[Given information]

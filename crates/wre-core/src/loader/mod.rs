pub mod loader;
pub mod writer;

pub use loader::{ImageLoader, LoadedImage, IMAGE_MAGIC, IMAGE_VERSION};
pub use writer::ImageWriter;

#[cfg(test)]
mod tests {
	use super::*;
	use crate::bytecode::{Address, BinOp, Block, Callee, Label, Op, Program, Reg, Transfer};
	use crate::capability::Capability;
	use crate::error::WreError;
	use crate::intrinsic::Intrinsic;

	fn sample() -> Program {
		Program::new(
			Label(0),
			vec![
				Block::new(
					vec![
						Op::LoadImm { dst: Reg(1), value: -5 },
						Op::Load { dst: Reg(2), addr: Address::Register(Reg(1)) },
						Op::Store { addr: Address::Absolute(40), src: Reg(2) },
						Op::Binary { op: BinOp::Ge, dst: Reg(3), lhs: Reg(1), rhs: Reg(2) },
						Op::LoadLabel { dst: Reg(4), label: Label(2) },
					],
					Transfer::Call { callee: Callee::Intrinsic(Intrinsic::ReadFloat), arg: Reg(1), resume: Label(1) },
				),
				Block::new(
					vec![Op::LoadStatus { dst: Reg(7) }],
					Transfer::Branch { cond: Reg(7), if_zero: Label(2), otherwise: Label(3) },
				),
				Block::new(vec![Op::LoadFrame { dst: Reg(0), offset: -2 }], Transfer::Return { value: Some(Reg(0)) }),
				Block::new(vec![], Transfer::Halt),
			],
		)
		.unwrap()
		.with_string(90, b"ok")
	}

	#[test]
	fn image_reloads_to_the_same_program() {
		let program = sample();
		let loaded = ImageLoader::load(&ImageWriter::encode(&program)).expect("load failed");
		assert_eq!(loaded.program, program);
		assert!(loaded.required.contains(Capability::Input));
		assert!(loaded.required.contains(Capability::Floats));
		assert!(!loaded.required.contains(Capability::Strings));
	}

	#[test]
	fn loader_rejects_bad_magic_and_version() {
		let mut image = ImageWriter::encode(&sample());
		image[4] = 9;
		assert!(matches!(ImageLoader::load(&image), Err(WreError::InvalidImageVersion(9))));
		image[0] = 0;
		assert!(matches!(ImageLoader::load(&image), Err(WreError::InvalidMagicNumber)));
	}

	#[test]
	fn loader_rejects_truncated_image() {
		let image = ImageWriter::encode(&sample());
		assert!(matches!(ImageLoader::load(&image[..10]), Err(WreError::ImageTooShort)));
		assert!(matches!(ImageLoader::load(&image[..image.len() - 1]), Err(WreError::ImageTooShort)));
	}

	#[test]
	fn loader_rejects_transfer_inside_ops() {
		let program = Program::new(Label(0), vec![Block::new(vec![], Transfer::Halt)]).unwrap();
		let mut image = ImageWriter::encode(&program);
		// claim one op, whose tag is Halt
		let count_at = image.len() - 5;
		image[count_at..count_at + 4].copy_from_slice(&1u32.to_be_bytes());
		image.push(0xFF);
		assert!(matches!(
			ImageLoader::load(&image),
			Err(WreError::InvalidTag { kind: "op", tag: 0xFF })
		));
	}

	#[test]
	fn loader_rejects_dangling_labels() {
		let program = Program::new(Label(0), vec![Block::new(vec![], Transfer::Halt)]).unwrap();
		let mut image = ImageWriter::encode(&program);
		// entry label lives right after magic, version, caps and reserved
		image[8..12].copy_from_slice(&4u32.to_be_bytes());
		assert!(matches!(ImageLoader::load(&image), Err(WreError::UnknownLabel(4))));
	}
}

[/Given information]

--- Task to complete ---
Go through the data above and find the lines with the word "matches". Copy each of those lines.

--- Result of the exercise ---
		assert!(matches!(ImageLoader::load(&image), Err(WreError::InvalidImageVersion(9))));
		assert!(matches!(ImageLoader::load(&image), Err(WreError::InvalidMagicNumber)));
		assert!(matches!(ImageLoader::load(&image[..10]), Err(WreError::ImageTooShort)));
		assert!(matches!(ImageLoader::load(&image[..image.len() - 1]), Err(WreError::ImageTooShort)));
		assert!(matches!(
		assert!(matches!(ImageLoader::load(&image), Err(WreError::UnknownLabel(4))));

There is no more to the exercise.